_ACTION ITEM_: Would you write out, word for word, each line of the records below from the top through the one holding "pub fn set_minion_index(&mut"?

[Records from a collection]
= = =
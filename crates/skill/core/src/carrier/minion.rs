use super::{Carrier, CarrierBody};

/// Minions carry no variant state of their own; behaviour lives in handlers
/// and the host's AI.
#[derive(Clone, Debug, Default)]
pub struct MinionBody {
    /// Index within the cast's fan-out.
    pub index: u32,
}

impl Carrier {
    pub(super) fn init_minion(&mut self) {
        self.tick_enabled = !self.handlers.is_empty();
    }

    pub fn set_minion_index(&mut self, index: u32) {
        if let CarrierBody::Minion(body) = &mut self.body {
            body.index = index;
        }
    }
}
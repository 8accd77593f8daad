use super::SkillSpec;

/// Numeric spec fields a patch may modify.
///
/// Authored content names fields by their display form (`FinalDamage`);
/// parsing is case-insensitive.
#[derive(
    Clone,
    Copy,
    Debug,
    PartialEq,
    Eq,
    PartialOrd,
    Ord,
    Hash,
    strum::Display,
    strum::EnumString,
    strum::AsRefStr,
    strum::EnumIter,
)]
#[strum(ascii_case_insensitive)]
#[cfg_attr(feature = "serde", derive(serde::Serialize, serde::Deserialize))]
pub enum SpecField {
    FinalDamage,
    Cooldown,
    ResourceCost,
    CastTime,
    AreaRadius,
    ProjectileSpeed,
    MaxRange,
    Lifetime,
}

impl SkillSpec {
    pub fn field(&self, field: SpecField) -> f32 {
        match field {
            SpecField::FinalDamage => self.final_damage,
            SpecField::Cooldown => self.cooldown,
            SpecField::ResourceCost => self.resource_cost,
            SpecField::CastTime => self.cast_time,
            SpecField::AreaRadius => self.area_radius,
            SpecField::ProjectileSpeed => self.projectile_speed,
            SpecField::MaxRange => self.max_range,
            SpecField::Lifetime => self.lifetime,
        }
    }

    pub fn field_mut(&mut self, field: SpecField) -> &mut f32 {
        match field {
            SpecField::FinalDamage => &mut self.final_damage,
            SpecField::Cooldown => &mut self.cooldown,
            SpecField::ResourceCost => &mut self.resource_cost,
            SpecField::CastTime => &mut self.cast_time,
            SpecField::AreaRadius => &mut self.area_radius,
            SpecField::ProjectileSpeed => &mut self.projectile_speed,
            SpecField::MaxRange => &mut self.max_range,
            SpecField::Lifetime => &mut self.lifetime,
        }
    }
}

#[cfg(test)]
mod tests {
    use strum::IntoEnumIterator;

    use super::*;

    #[test]
    fn every_field_round_trips_through_its_name() {
        for field in SpecField::iter() {
            let parsed: SpecField = field.as_ref().parse().expect("field name parses");
            assert_eq!(parsed, field);
        }
        assert_eq!("finaldamage".parse::<SpecField>().ok(), Some(SpecField::FinalDamage));
        assert!("Damage".parse::<SpecField>().is_err());
    }

    #[test]
    fn accessor_table_addresses_distinct_fields() {
        let mut spec = SkillSpec::default();
        for (i, field) in SpecField::iter().enumerate() {
            *spec.field_mut(field) = i as f32;
        }
        for (i, field) in SpecField::iter().enumerate() {
            assert_eq!(spec.field(field), i as f32);
        }
    }
}
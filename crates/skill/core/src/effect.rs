//! Outgoing gameplay-effect specs handed to the host's ability system.

use std::collections::BTreeMap;

use crate::tags::GameplayTag;
use crate::types::{ActorId, ClassId};

/// Who caused an effect and through which object.
#[derive(Clone, Debug, PartialEq, Eq)]
#[cfg_attr(feature = "serde", derive(serde::Serialize, serde::Deserialize))]
pub struct EffectContext {
    pub instigator: ActorId,
    /// Carrier body (or other object) the effect travelled through.
    pub source_object: Option<ActorId>,
}

impl EffectContext {
    pub fn new(instigator: ActorId) -> Self {
        Self {
            instigator,
            source_object: None,
        }
    }

    pub fn add_source_object(&mut self, source: ActorId) {
        self.source_object = Some(source);
    }
}

/// A ready-to-apply instance of an effect class.
#[derive(Clone, Debug, PartialEq)]
#[cfg_attr(feature = "serde", derive(serde::Serialize, serde::Deserialize))]
pub struct EffectSpec {
    pub effect: ClassId,
    pub level: f32,
    pub context: EffectContext,
    set_by_caller: BTreeMap<GameplayTag, f32>,
}

impl EffectSpec {
    pub fn new(effect: ClassId, level: f32, context: EffectContext) -> Self {
        Self {
            effect,
            level,
            context,
            set_by_caller: BTreeMap::new(),
        }
    }

    pub fn set_by_caller_magnitude(&mut self, tag: GameplayTag, magnitude: f32) {
        self.set_by_caller.insert(tag, magnitude);
    }

    /// Magnitude stored under `tag`, or `default` if the caller never set it.
    pub fn get_set_by_caller_magnitude(&self, tag: &GameplayTag, default: f32) -> f32 {
        self.set_by_caller.get(tag).copied().unwrap_or(default)
    }
}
= = =
_ANSWER FOR THE TASK_:
filename crates/skill/core/src/carrier/minion.rs
use super::{Carrier, CarrierBody};

/// Minions carry no variant state of their own; behaviour lives in handlers
/// and the host's AI.
#[derive(Clone, Debug, Default)]
pub struct MinionBody {
    /// Index within the cast's fan-out.
    pub index: u32,
}

impl Carrier {
    pub(super) fn init_minion(&mut self) {
        self.tick_enabled = !self.handlers.is_empty();
    }

    pub fn set_minion_index(&mut self, index: u32) {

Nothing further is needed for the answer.